REQUIREMENT:
Where does the string "CompileCommands" occur in the records? Copy each line that holds it.

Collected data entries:

···

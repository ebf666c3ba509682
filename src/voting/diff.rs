//! JSON-Patch diff and apply over decision maps.

use serde_json::Value;

use crate::error::{ChooseeError, Result};
use crate::models::decision::DecisionObject;
use crate::models::patch::PatchOperation;

/// JSON pointer for a top-level key.
pub fn pointer(key: &str) -> String {
    format!("/{}", key.replace('~', "~0").replace('/', "~1"))
}

fn unescape(path: &str) -> Result<String> {
    let token = path
        .strip_prefix('/')
        .ok_or_else(|| ChooseeError::InvalidPatch(format!("path {:?} is not a pointer", path)))?;
    if token.contains('/') {
        return Err(ChooseeError::InvalidPatch(format!(
            "path {:?} is nested",
            path
        )));
    }
    Ok(token.replace("~1", "/").replace("~0", "~"))
}

/// Operations turning `from` into `to`: removals first, then additions and
/// replacements, each in key order.
pub fn diff(from: &DecisionObject, to: &DecisionObject) -> Vec<PatchOperation> {
    let removals = from
        .keys()
        .filter(|key| !to.contains_key(*key))
        .map(|key| PatchOperation::Remove { path: pointer(key) });

    let changes = to.iter().filter_map(|(key, value)| match from.get(key) {
        None => Some(PatchOperation::Add {
            path: pointer(key),
            value: Value::Bool(*value),
        }),
        Some(previous) if previous != value => Some(PatchOperation::Replace {
            path: pointer(key),
            value: Value::Bool(*value),
        }),
        Some(_) => None,
    });

    removals.chain(changes).collect()
}

pub fn apply_patch(doc: &DecisionObject, operations: &[PatchOperation]) -> Result<DecisionObject> {
    let mut patched = doc.clone();
    for operation in operations {
        let key = unescape(operation.path())?;
        match operation {
            PatchOperation::Add { value, .. } => {
                patched.insert(key, as_decision(value)?);
            }
            PatchOperation::Replace { value, .. } => {
                let slot = patched.get_mut(&key).ok_or_else(|| {
                    ChooseeError::InvalidPatch(format!("cannot replace missing {:?}", key))
                })?;
                *slot = as_decision(value)?;
            }
            PatchOperation::Remove { .. } => {
                patched.remove(&key).ok_or_else(|| {
                    ChooseeError::InvalidPatch(format!("cannot remove missing {:?}", key))
                })?;
            }
        }
    }
    Ok(patched)
}

fn as_decision(value: &Value) -> Result<bool> {
    value
        .as_bool()
        .ok_or_else(|| ChooseeError::InvalidPatch(format!("{} is not a decision", value)))
}
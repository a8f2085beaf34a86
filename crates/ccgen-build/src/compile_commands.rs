//! compile_commands.json records.
//!
//! The format is the JSON compilation database understood by clangd,
//! clang-tidy and friends: an array of objects, one per translation unit.

use serde::{Deserialize, Serialize};
use std::path::{Path, PathBuf};

/// A single compile command from compile_commands.json.
///
/// Field order matters for the generated file: `directory`, `arguments`,
/// then `file`.
#[derive(Debug, Clone, PartialEq, Eq, Serialize, Deserialize)]
pub struct CompileCommand {
    /// The working directory for compilation.
    pub directory: PathBuf,

    /// The compilation arguments (array form).
    #[serde(default, skip_serializing_if = "Vec::is_empty")]
    pub arguments: Vec<String>,

    /// The source file path.
    pub file: PathBuf,

    /// The full compilation command (space-separated).
    #[serde(default, skip_serializing_if = "Option::is_none")]
    pub command: Option<String>,

    /// Output file (optional).
    #[serde(default, skip_serializing_if = "Option::is_none")]
    pub output: Option<PathBuf>,
}

impl CompileCommand {
    /// Get the compilation arguments as a vector.
    pub fn get_args(&self) -> Vec<String> {
        if !self.arguments.is_empty() {
            self.arguments.clone()
        } else if let Some(cmd) = &self.command {
            // Simple space-split (doesn't handle quoted strings properly)
            cmd.split_whitespace().map(|s| s.to_string()).collect()
        } else {
            Vec::new()
        }
    }

    /// Extract include directories from the arguments.
    pub fn get_includes(&self) -> Vec<PathBuf> {
        let args = self.get_args();
        let mut includes = Vec::new();

        let mut i = 0;
        while i < args.len() {
            if (args[i] == "-I" || args[i] == "-isystem") && i + 1 < args.len() {
                includes.push(PathBuf::from(&args[i + 1]));
                i += 2;
            } else if let Some(dir) = args[i].strip_prefix("-I") {
                includes.push(PathBuf::from(dir));
                i += 1;
            } else {
                i += 1;
            }
        }

        includes
    }
}

/// Collection of compile commands (one compile_commands.json).
#[derive(Debug, Clone, Default, PartialEq, Eq)]
pub struct CompileCommands {
    commands: Vec<CompileCommand>,
}

impl CompileCommands {
    /// Create a database from already built commands.
    pub fn new(commands: Vec<CompileCommand>) -> Self {
        Self { commands }
    }

    /// Load compile commands from a JSON file.
    pub fn from_file(path: &Path) -> crate::Result<Self> {
        let content = std::fs::read_to_string(path)?;
        Self::from_str(&content)
    }

    /// Parse compile commands from a JSON string.
    pub fn from_str(json: &str) -> crate::Result<Self> {
        let commands: Vec<CompileCommand> = serde_json::from_str(json)?;
        Ok(Self { commands })
    }

    /// Get all compile commands.
    pub fn commands(&self) -> &[CompileCommand] {
        &self.commands
    }

    /// Number of commands.
    pub fn len(&self) -> usize {
        self.commands.len()
    }

    /// Whether the database has no commands.
    pub fn is_empty(&self) -> bool {
        self.commands.is_empty()
    }

    /// Source files in database order.
    pub fn files(&self) -> impl Iterator<Item = &Path> {
        self.commands.iter().map(|cmd| cmd.file.as_path())
    }

    /// Find the compile command for a specific source file.
    pub fn find_command(&self, source: &Path) -> Option<&CompileCommand> {
        self.commands
            .iter()
            .find(|cmd| cmd.file == source || cmd.file.ends_with(source))
    }

    /// Render as pretty JSON with two-space indentation.
    pub fn to_json_pretty(&self) -> crate::Result<String> {
        Ok(serde_json::to_string_pretty(&self.commands)?)
    }

    /// Write the database to `path`, replacing any previous content.
    pub fn write_to(&self, path: &Path) -> crate::Result<()> {
        let json = self.to_json_pretty()?;
        std::fs::write(path, json)?;
        Ok(())
    }
}

impl FromIterator<CompileCommand> for CompileCommands {
    fn from_iter<I: IntoIterator<Item = CompileCommand>>(iter: I) -> Self {
        Self {
            commands: iter.into_iter().collect(),
        }
    }
}
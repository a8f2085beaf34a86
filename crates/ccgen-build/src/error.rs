//! Error types for ccgen-build.

use thiserror::Error;

/// Result type for ccgen-build operations.
pub type Result<T> = std::result::Result<T, GenError>;

/// Errors that can occur while generating a compilation database.
#[derive(Error, Debug)]
pub enum GenError {
    /// Directory listing, config read, or output write failed.
    #[error("I/O error: {0}")]
    Io(#[from] std::io::Error),

    /// Failed to parse TOML configuration.
    #[error("Failed to parse TOML config: {0}")]
    ParseToml(#[from] toml::de::Error),

    /// Failed to parse or serialize JSON (compile_commands.json).
    #[error("Failed to process JSON: {0}")]
    ParseJson(#[from] serde_json::Error),

    /// Configuration validation error.
    #[error("Config validation error: {0}")]
    Validation(String),

    /// The package prefix lookup failed and the config says to abort.
    #[error("Prefix lookup for package `{package}` failed: {reason}")]
    PrefixLookup { package: String, reason: String },
}
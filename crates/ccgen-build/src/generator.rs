//! The generation pipeline: lookup, template, discovery, write.

use crate::compile_commands::CompileCommands;
use crate::config::{GeneratorConfig, LookupPolicy};
use crate::discover::find_sources;
use crate::prefix::{PackageQuery, PrefixResolver};
use crate::template::{include_flag, CommandTemplate};
use crate::{GenError, Result};
use std::path::{Path, PathBuf};

/// Generates compile_commands.json for one directory.
pub struct Generator<R> {
    config: GeneratorConfig,
    resolver: R,
}

impl Generator<PackageQuery> {
    /// A generator that queries the package manager named in the config.
    pub fn with_query(config: GeneratorConfig) -> Result<Self> {
        let resolver = PackageQuery::from_command_line(&config.query)?;
        Ok(Self::new(config, resolver))
    }
}

impl<R: PrefixResolver> Generator<R> {
    /// Create a generator with an explicit prefix resolver.
    pub fn new(config: GeneratorConfig, resolver: R) -> Self {
        Self { config, resolver }
    }

    /// Resolve the include prefix and build the shared template.
    pub fn template(&self) -> Result<CommandTemplate> {
        let package = &self.config.package;
        let lookup = self.resolver.resolve(package);

        if let Some(reason) = lookup.failure {
            match self.config.on_lookup_failure {
                LookupPolicy::Proceed => {
                    log::warn!(
                        "prefix lookup for `{}` failed ({}); using {:?}",
                        package,
                        reason,
                        lookup.prefix
                    );
                }
                LookupPolicy::Abort => {
                    return Err(GenError::PrefixLookup {
                        package: package.clone(),
                        reason,
                    });
                }
            }
        }

        let template = CommandTemplate::from_config(&self.config, include_flag(&lookup.prefix));
        log::debug!("template arguments: {:?}", template.arguments);
        Ok(template)
    }

    /// Build the database for `dir` without writing it.
    pub fn generate(&self, dir: &Path) -> Result<CompileCommands> {
        let template = self.template()?;
        let sources = find_sources(dir, &self.config.suffix)?;

        Ok(sources
            .into_iter()
            .inspect(|file| log::debug!("adding {}", file))
            .map(|file| template.instantiate(file))
            .collect())
    }

    /// Where [`Generator::run`] writes for `dir`.
    pub fn output_path(&self, dir: &Path) -> PathBuf {
        dir.join(&self.config.output)
    }

    /// Generate for `dir` and write the result, replacing any previous file.
    pub fn run(&self, dir: &Path) -> Result<PathBuf> {
        let commands = self.generate(dir)?;
        let path = self.output_path(dir);
        commands.write_to(&path)?;
        log::info!("wrote {} entries to {}", commands.len(), path.display());
        Ok(path)
    }
}
//! End-to-end tests for writing compile_commands.json into a directory.

use ccgen_build::{
    CompileCommands, FixedPrefix, GenError, Generator, GeneratorConfig, LookupPolicy,
    PackageQuery,
};
use std::collections::HashSet;
use std::fs;
use std::path::{Path, PathBuf};
use tempfile::TempDir;

fn project(files: &[&str]) -> TempDir {
    let dir = TempDir::new().expect("Failed to create temp dir");
    for name in files {
        fs::write(dir.path().join(name), "").expect("Failed to write file");
    }
    dir
}

fn generator() -> Generator<FixedPrefix> {
    Generator::new(
        GeneratorConfig::default(),
        FixedPrefix("/usr/local/opt/jpeg".to_string()),
    )
}

fn read_back(path: &Path) -> CompileCommands {
    CompileCommands::from_file(path).expect("Output should be valid JSON")
}

#[test]
fn test_only_c_files_get_records() {
    let dir = project(&["a.c", "b.c", "readme.md"]);

    let path = generator().run(dir.path()).expect("Failed to run");
    let commands = read_back(&path);

    let files: Vec<&Path> = commands.files().collect();
    assert_eq!(files, vec![Path::new("a.c"), Path::new("b.c")]);
    assert!(commands.find_command(Path::new("readme.md")).is_none());
}

#[test]
fn test_records_share_directory_and_arguments() {
    let dir = project(&["cyberpunk.c", "grey-scale.c", "util.c"]);

    let commands = read_back(&generator().run(dir.path()).unwrap());
    let first = &commands.commands()[0];

    for cmd in commands.commands() {
        assert_eq!(cmd.directory, first.directory);
        assert_eq!(cmd.arguments, first.arguments);
    }
    assert_eq!(
        first.arguments,
        vec!["gcc-14", "-O3", "-I/usr/local/opt/jpeg/include"]
    );
}

#[test]
fn test_no_duplicates_or_omissions() {
    let names = ["x.c", "y.c", "z.c", "notes.txt", "x.c.bak"];
    let dir = project(&names);

    let commands = generator().generate(dir.path()).unwrap();

    let expected: HashSet<PathBuf> = ["x.c", "y.c", "z.c"].iter().map(PathBuf::from).collect();
    let actual: HashSet<PathBuf> = commands.files().map(Path::to_path_buf).collect();
    assert_eq!(actual, expected);
    assert_eq!(commands.len(), expected.len());
}

#[test]
fn test_empty_directory_still_writes_file() {
    let dir = project(&["Makefile"]);

    let path = generator().run(dir.path()).unwrap();

    assert!(path.exists());
    assert_eq!(fs::read_to_string(&path).unwrap(), "[]");
    assert!(read_back(&path).is_empty());
}

#[test]
fn test_written_file_round_trips() {
    let dir = project(&["decode.c", "encode.c"]);

    let generated = generator().generate(dir.path()).unwrap();
    let path = generator().run(dir.path()).unwrap();

    assert_eq!(read_back(&path), generated);
}

#[test]
fn test_existing_output_is_replaced() {
    let dir = project(&["main.c"]);
    let out = dir.path().join("compile_commands.json");
    fs::write(&out, "stale content that is much longer than the new file ".repeat(50)).unwrap();

    generator().run(dir.path()).unwrap();

    let commands = read_back(&out);
    assert_eq!(commands.len(), 1);
    assert_eq!(commands.commands()[0].file, PathBuf::from("main.c"));
}

#[test]
fn test_output_file_is_not_listed_as_source() {
    let dir = project(&["a.c"]);

    generator().run(dir.path()).unwrap();
    let commands = read_back(&generator().run(dir.path()).unwrap());

    assert_eq!(commands.len(), 1);
}

#[test]
fn test_trailing_newline_in_prefix_is_stripped() {
    let dir = project(&["a.c"]);
    let generator = Generator::new(
        GeneratorConfig::default(),
        FixedPrefix("/opt/homebrew/opt/jpeg\n".to_string()),
    );

    let commands = generator.generate(dir.path()).unwrap();
    assert_eq!(
        commands.commands()[0].arguments[2],
        "-I/opt/homebrew/opt/jpeg/include"
    );
}

#[test]
fn test_missing_query_program_proceeds_by_default() {
    let dir = project(&["a.c"]);
    let generator = Generator::new(
        GeneratorConfig::default(),
        PackageQuery::new("ccgen-missing-package-manager", vec!["--prefix".to_string()]),
    );

    let commands = read_back(&generator.run(dir.path()).unwrap());
    assert_eq!(commands.commands()[0].arguments[2], "-I/include");
}

#[test]
fn test_missing_query_program_aborts_in_strict_mode() {
    let dir = project(&["a.c"]);
    let config = GeneratorConfig {
        query: vec!["ccgen-missing-package-manager".to_string()],
        on_lookup_failure: LookupPolicy::Abort,
        ..GeneratorConfig::default()
    };
    let generator = Generator::with_query(config).unwrap();

    let err = generator.run(dir.path()).unwrap_err();
    assert!(matches!(err, GenError::PrefixLookup { .. }));
    assert!(!dir.path().join("compile_commands.json").exists());
}

#[test]
fn test_config_overrides_template_and_output() {
    let dir = project(&["a.c", "b.cpp"]);
    let config = GeneratorConfig::from_str(
        r#"
directory = "/work/img"
compiler = "clang"
flags = ["-O0", "-g"]
suffix = ".cpp"
output = "db.json"
        "#,
    )
    .unwrap();
    let generator = Generator::new(config, FixedPrefix("/usr".to_string()));

    let path = generator.run(dir.path()).unwrap();
    assert_eq!(path, dir.path().join("db.json"));

    let commands = read_back(&path);
    assert_eq!(commands.len(), 1);
    let cmd = &commands.commands()[0];
    assert_eq!(cmd.directory, PathBuf::from("/work/img"));
    assert_eq!(cmd.arguments, vec!["clang", "-O0", "-g", "-I/usr/include"]);
    assert_eq!(cmd.file, PathBuf::from("b.cpp"));
}

#[cfg(unix)]
#[test]
fn test_unwritable_output_fails() {
    let dir = project(&["a.c"]);
    // A directory where the output file should be makes the write fail.
    fs::create_dir(dir.path().join("compile_commands.json")).unwrap();

    let err = generator().run(dir.path()).unwrap_err();
    assert!(matches!(err, GenError::Io(_)));
}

···

EXPECTED ANSWER:
pub struct CompileCommands {
impl CompileCommands {
impl FromIterator<CompileCommand> for CompileCommands {
use crate::compile_commands::CompileCommands;
    pub fn generate(&self, dir: &Path) -> Result<CompileCommands> {
    CompileCommands, FixedPrefix, GenError, Generator, GeneratorConfig, LookupPolicy,
fn read_back(path: &Path) -> CompileCommands {
    CompileCommands::from_file(path).expect("Output should be valid JSON")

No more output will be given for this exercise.